6 - Em suma: (a) até 28/04/1995, é possível a qualificação da atividade laboral pela categoria
profissional ou pela comprovação da exposição a agente nocivo, por qualquer modalidade de
prova; (b) a partir de 29/04/1995, é defeso reconhecer o tempo especial em razão de ocupação
profissional, sendo necessário comprovar a exposição efetiva a agente nocivo, habitual e
permanentemente, por meio de formulário-padrão fornecido pela empresa; (c) a partir de
10/12/1997, a aferição da exposição aos agentes pressupõe a existência de laudo técnico de
condições ambientais, elaborado por profissional apto ou por perfil profissiográfico
previdenciário (PPP), preenchido com informações extraídas de laudo técnico e com indicação
dos profissionais responsáveis pelos registros ambientais ou pela monitoração biológica, que
constitui instrumento hábil para a avaliação das condições laborais.
7 - Especificamente quanto ao reconhecimento da exposição ao agente nocivo ruído, por
demandar avaliação técnica, nunca prescindiu do laudo de condições ambientais.
8 - Considera-se insalubre a exposição ao agente ruído acima de 80dB, até 05/03/1997; acima
de 90dB, no período de 06/03/1997 a 18/11/2003; e superior a 85 dB, a partir de 19/11/2003.
9 - O Perfil Profissiográfico Previdenciário (PPP), instituído pela Lei nº 9.528/97, emitido com
base nos registros ambientais e com referência ao responsável técnico por sua aferição,
substitui, para todos os efeitos, o laudo pericial técnico, quanto à comprovação de tempo
laborado em condições especiais.
10 - Saliente-se ser desnecessário que o laudo técnico seja contemporâneo ao período em que
exercida a atividade insalubre. Precedentes deste E. TRF 3º Região.
11 - A desqualificação em decorrência do uso de EPI vincula-se à prova da efetiva
neutralização do agente, sendo que a mera redução de riscos e a dúvida sobre a eficácia do
equipamento não infirmam o cômputo diferenciado. Cabe ressaltar, também, que a tese
consagrada pelo C. STF excepcionou o tratamento conferido ao agente agressivo ruído, que,
ainda que integralmente neutralizado, evidencia o trabalho em condições especiais.
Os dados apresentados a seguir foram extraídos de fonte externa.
//! Nearest-Key Resolution
//!
//! A selection key handed to the cache is not guaranteed to name an item that
//! currently exists: the item may have just been deleted, or the key may be
//! derived from something that only approximates an item key. Rather than
//! failing, the cache resolves such a key to the closest reasonable entry:
//!
//! 1. the exact entry, if present;
//! 2. otherwise the entry with the greatest key strictly below (predecessor);
//! 3. otherwise the entry with the least key strictly above (successor);
//! 4. otherwise nothing, which only happens on an empty map.
//!
//! The predecessor is always preferred, even when the successor is closer in
//! value.
//!
//! # Examples
//!
//! ```
//! use active_cache::nearest::{find_nearest, MatchKind};
//! use active_cache::ordered::OrderedMap;
//!
//! let items: OrderedMap<i32, &str> = [(1, "a"), (9, "b")].into_iter().collect();
//!
//! let hit = find_nearest(&items, &5).unwrap();
//! assert_eq!((hit.key, hit.value, hit.kind), (&1, &"a", MatchKind::Predecessor));
//!
//! let hit = find_nearest(&items, &0).unwrap();
//! assert_eq!((hit.key, hit.kind), (&1, MatchKind::Successor));
//! ```

use crate::ordered::OrderedMap;
use core::borrow::Borrow;

/// How a lookup key was resolved.
#[derive(Debug, Clone, Copy, PartialEq, Eq, Hash)]
pub enum MatchKind {
    /// The key itself is present.
    Exact,
    /// Resolved to the greatest key below the lookup key.
    Predecessor,
    /// Resolved to the least key above the lookup key.
    Successor,
}

impl MatchKind {
    /// Returns `true` for [`MatchKind::Exact`].
    #[inline]
    pub fn is_exact(self) -> bool {
        matches!(self, MatchKind::Exact)
    }
}

/// An entry found by [`find_nearest`].
#[derive(Debug, Clone, Copy, PartialEq, Eq)]
pub struct Nearest<'a, K, V> {
    /// Key of the resolved entry.
    pub key: &'a K,
    /// Value of the resolved entry.
    pub value: &'a V,
    /// Whether the match was exact or a fallback.
    pub kind: MatchKind,
}

/// Resolves `key` against `map`: exact, then predecessor, then successor.
///
/// Pure read; returns `None` only when `map` is empty.
pub fn find_nearest<'a, K, V, Q>(map: &'a OrderedMap<K, V>, key: &Q) -> Option<Nearest<'a, K, V>>
where
    K: Ord + Borrow<Q>,
    Q: ?Sized + Ord,
{
    let tagged = |hit: Option<(&'a K, &'a V)>, kind: MatchKind| {
        hit.map(|(key, value)| Nearest { key, value, kind })
    };
    tagged(map.get_key_value(key), MatchKind::Exact)
        .or_else(|| tagged(map.predecessor(key), MatchKind::Predecessor))
        .or_else(|| tagged(map.successor(key), MatchKind::Successor))
}

#[cfg(test)]
mod tests {
    use super::*;
    use proptest::prelude::*;

    fn items() -> OrderedMap<i32, &'static str> {
        [(1, "a"), (9, "b")].into_iter().collect()
    }

    #[test]
    fn test_exact_match() {
        let map = items();
        let hit = find_nearest(&map, &9).unwrap();
        assert_eq!(hit.key, &9);
        assert_eq!(hit.value, &"b");
        assert!(hit.kind.is_exact());
    }

    #[test]
    fn test_predecessor_preferred_over_closer_successor() {
        let map = items();
        let hit = find_nearest(&map, &8).unwrap();
        assert_eq!(hit.key, &1);
        assert_eq!(hit.kind, MatchKind::Predecessor);
    }

    #[test]
    fn test_successor_when_no_predecessor() {
        let map = items();
        let hit = find_nearest(&map, &0).unwrap();
        assert_eq!((hit.key, hit.value), (&1, &"a"));
        assert_eq!(hit.kind, MatchKind::Successor);
    }

    #[test]
    fn test_above_all_keys_resolves_to_last() {
        let map = items();
        let hit = find_nearest(&map, &100).unwrap();
        assert_eq!(hit.key, &9);
        assert_eq!(hit.kind, MatchKind::Predecessor);
    }

    #[test]
    fn test_empty_map_is_absent() {
        let map: OrderedMap<i32, i32> = OrderedMap::new();
        assert!(find_nearest(&map, &0).is_none());
    }

    #[test]
    fn test_singleton_always_resolves() {
        let map: OrderedMap<i32, i32> = [(3, 30)].into_iter().collect();
        for probe in [-1, 3, 7] {
            assert_eq!(find_nearest(&map, &probe).unwrap().key, &3);
        }
    }

    proptest! {
        #[test]
        fn prop_present_keys_match_exactly(
            keys in prop::collection::btree_set(any::<i16>(), 1..64)
        ) {
            let map: OrderedMap<i16, i16> = keys.iter().map(|&k| (k, k)).collect();
            for k in &keys {
                let hit = find_nearest(&map, k).unwrap();
                prop_assert_eq!(hit.key, k);
                prop_assert_eq!(hit.kind, MatchKind::Exact);
            }
        }

        #[test]
        fn prop_absent_keys_fall_back_in_order(
            keys in prop::collection::btree_set(any::<i16>(), 0..64),
            probe in any::<i16>()
        ) {
            prop_assume!(!keys.contains(&probe));
            let map: OrderedMap<i16, ()> = keys.iter().map(|&k| (k, ())).collect();
            let below = keys.range(..probe).next_back();
            let above = keys.range(probe..).next();
            let hit = find_nearest(&map, &probe);
            match (below, above) {
                (Some(b), _) => {
                    let hit = hit.unwrap();
                    prop_assert_eq!(hit.key, b);
                    prop_assert_eq!(hit.kind, MatchKind::Predecessor);
                }
                (None, Some(a)) => {
                    let hit = hit.unwrap();
                    prop_assert_eq!(hit.key, a);
                    prop_assert_eq!(hit.kind, MatchKind::Successor);
                }
                (None, None) => prop_assert!(hit.is_none()),
            }
        }
    }
}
12 - Vale frisar que a apresentação de laudos técnicos de forma extemporânea não impede o
reconhecimento da especialidade, eis que de se supor que, com o passar do tempo, a evolução
da tecnologia tem aptidão de redução das condições agressivas. Portanto, se constatado nível
de ruído acima do permitido, em períodos posteriores ao laborado pela parte autora, forçoso
concluir que, nos anos anteriores, referido nível era superior.
13 - É possível a conversão do tempo especial em comum, independentemente da data do
exercício da atividade especial, conforme se extrai da conjugação das regras dos arts. 28 da Lei
nº 9.711/98 e 57, § 5º, da Lei nº 8.213/91.
14 - O fator de conversão a ser aplicado é o 1,40, nos termos do art. 70 do Decreto nº 3.048/99,
conforme orientação sedimentada no E. Superior Tribunal de Justiça.
15 - Tendo em vista a devolutividade da matéria a este E. Tribunal (balizada pelos temas que
foram ventilados pelo Instituto Nacional do Seguro Social - INSS em seu apelo), resta
incontroverso o período de 01/07/1973 a 08/11/1974, no qual a parte autora pugnava pelo
assentamento da especialidade do labor e foi refutado pelo Digno Juiz de 1º grau, devendo,
portanto, ser computado como tempo de serviço comum.
16 - No tocante ao período de 05/08/1981 a 30/11/1983, laborado junto à empresa "Constran
S/A. Construções e Comércio" (empresa no ramo da Construção Civil), o formulário DSS 8030
aponta que, no exercício da função de "Oper. Escavadeira", o autor "operava escavadeira de
braço fixo para execução de serviços de remoção de areia, pedra, terra e outros materiais" e
"executava serviços de escavações de superfícies, poços e calhas de rios", sendo possível o
reconhecimento da especialidade do labor, de acordo com o código 2.3.0 do Quadro Anexo do
Decreto nº 53.831/64.
17 - Quanto aos períodos de 01/04/1990 a 15/04/1993 e 27/05/1994 a 28/09/2000, laborados
para "Armando Viana Egreja" e "C.S.E. Leonor de Abreu Sodré Egreja e outros",
respectivamente, os formulários DSS - 8030 e os Laudos Técnicos Individuais informam que o
autor, ao desempenhar a função de "Mecânico de Implementos", esteve exposto a ruído de 88
a 97 dB(A), de forma habitual e intermitente.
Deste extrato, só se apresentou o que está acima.